Martial arts are different from acrobatic, gymnastics, dance and other sports performances and have unique requirements for physical flexibility. In martial arts, the various leg methods, waist turning, sacral arms and equipment use have a large range of motion. Good martial arts practitioners must not only show the beauty of speed, strength and charm that are unique to martial arts but also show offensive and defensive consciousness and tactics unique to martial arts. Therefore, in the practice of movements and body styles, we must achieve wide opening and closing, throughput expansion and contraction, ups and downs, flashing and moving and folding back and forth, which fully reflect the yin, yin, yang, huh, huh, huh and huh. The dialectical unification of the next and the last. This puts very high demands on the flexibility of shoulders, waists, hips, knees and ankles, which is also determined by the martial arts nature of martial arts, and is different from the inherent characteristics of other aesthetic processes. Therefore, in teaching students to correctly grasp the methods and methods of martial arts to achieve standard movements, physical fitness and energy coordination and reflect agility, all of these must be based on good flexibility. Therefore, boxing proverbs say: ‘practice boxing first and tendons,’ ‘fist boxing without slipping your legs, you will be daredevil’ and ‘do not practice your waist, you will never be good at it.’

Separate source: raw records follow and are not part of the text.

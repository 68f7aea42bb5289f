use std::sync::Arc;

use axum::{
    extract::{Path, State},
    http::StatusCode,
    response::{IntoResponse, Response},
    routing::{get, post},
    Router,
};
use serde::{Deserialize, Serialize};
use serde_json::json;

use super::answers::QuizAnswers;
use super::catalog;
use super::repository::{ReportHistoryView, ReportId, ReportRepository, RepositoryError};
use super::service::{AssessmentService, AssessmentServiceError};

/// Body accepted by the assessment and score endpoints.
#[derive(Debug, Clone, Default, Serialize, Deserialize)]
pub struct AssessmentRequest {
    #[serde(default)]
    pub owner: Option<String>,
    #[serde(default)]
    pub answers: QuizAnswers,
}

/// Router builder exposing risk assessment endpoints.
pub fn assessment_router<R>(service: Arc<AssessmentService<R>>) -> Router
where
    R: ReportRepository + 'static,
{
    Router::new()
        .route("/api/v1/risk/assessments", post(assess_handler::<R>))
        .route(
            "/api/v1/risk/assessments/:report_id",
            get(report_handler::<R>),
        )
        .route(
            "/api/v1/risk/owners/:owner/assessments",
            get(history_handler::<R>),
        )
        .route("/api/v1/risk/score", post(score_handler::<R>))
        .route("/api/v1/risk/catalog", get(catalog_handler))
        .with_state(service)
}

pub(crate) async fn assess_handler<R>(
    State(service): State<Arc<AssessmentService<R>>>,
    axum::Json(request): axum::Json<AssessmentRequest>,
) -> Response
where
    R: ReportRepository + 'static,
{
    match service.assess(request.owner, request.answers) {
        Ok(record) => (StatusCode::CREATED, axum::Json(record)).into_response(),
        Err(AssessmentServiceError::Repository(RepositoryError::Conflict)) => {
            let payload = json!({
                "error": "report already exists",
            });
            (StatusCode::CONFLICT, axum::Json(payload)).into_response()
        }
        Err(other) => internal_error(other),
    }
}

pub(crate) async fn report_handler<R>(
    State(service): State<Arc<AssessmentService<R>>>,
    Path(report_id): Path<String>,
) -> Response
where
    R: ReportRepository + 'static,
{
    let id = ReportId(report_id);
    match service.get(&id) {
        Ok(record) => (StatusCode::OK, axum::Json(record)).into_response(),
        Err(AssessmentServiceError::Repository(RepositoryError::NotFound)) => {
            let payload = json!({
                "report_id": id.0,
                "error": "report not found",
            });
            (StatusCode::NOT_FOUND, axum::Json(payload)).into_response()
        }
        Err(other) => internal_error(other),
    }
}

pub(crate) async fn history_handler<R>(
    State(service): State<Arc<AssessmentService<R>>>,
    Path(owner): Path<String>,
) -> Response
where
    R: ReportRepository + 'static,
{
    match service.history(&owner) {
        Ok(records) => {
            let views: Vec<ReportHistoryView> =
                records.iter().map(|record| record.history_view()).collect();
            (StatusCode::OK, axum::Json(views)).into_response()
        }
        Err(other) => internal_error(other),
    }
}

pub(crate) async fn score_handler<R>(
    State(service): State<Arc<AssessmentService<R>>>,
    axum::Json(request): axum::Json<AssessmentRequest>,
) -> Response
where
    R: ReportRepository + 'static,
{
    let preview = service.preview(&request.answers);
    (StatusCode::OK, axum::Json(preview)).into_response()
}

pub(crate) async fn catalog_handler() -> Response {
    (StatusCode::OK, axum::Json(catalog::entries())).into_response()
}

fn internal_error(error: AssessmentServiceError) -> Response {
    let payload = json!({
        "error": error.to_string(),
    });
    (StatusCode::INTERNAL_SERVER_ERROR, axum::Json(payload)).into_response()
}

The motivation of college students for martial arts generally has two aspects: one is to strengthen their body and fitness and the other is to improve their combat skills through martial arts practice. Physiological research has already proposed that human development generally reaches the peak of various physiological indicators from the age of 25 to 30 years. After that, various indicators will gradually decline, including the decline of the physiological elasticity of muscles, joints and ligaments and limited extension. The external reaction is not sensitive, and ageing occurs over time. For college students around the age of 20 years, although there is still some distance from the physiological peak but starting from strengthening martial arts training, focussing on the flexibility of the exercise system will help improve the stretchability of muscles, joints and ligaments, increase flexibility and reduce blockage sex to achieve the purpose of physical fitness. For students who want to improve their combat skills, it is more important to strengthen the flexibility of the whole body and improve the flexibility.

Flexibility refers to the softness and toughness of the bone in nature. Flexibility exercises are the ability of the human body to perform large-scale movements. Martial arts sports must show both softness (motion range) and strength (speed and strength). Softness serves strength, and strength is set against softness. Flexibility exercises not only reflect the softness of the limbs and joints of the martial arts practitioners during the exercise but also reflect the strength of each fist, knee, elbow, shoulder and hip during exercise. Therefore, comprehensively improving the flexibility of each joint ligament cannot increase the initial length before muscle contraction, increase the range of motion, improve synergy and quality of movement and extend the life of the exercise. Moreover, it has a positive effect on improving the speed of movement and increasing muscle strength. This is because with the increase in flexibility, the viscosity of muscle joints and ligaments decreases, reducing the resistance of the conduction of power in the body, coordinating the strength, reaching the dry season and shortening the work time, which is conducive to increasing the need for technical fighting professional power and instant explosive power.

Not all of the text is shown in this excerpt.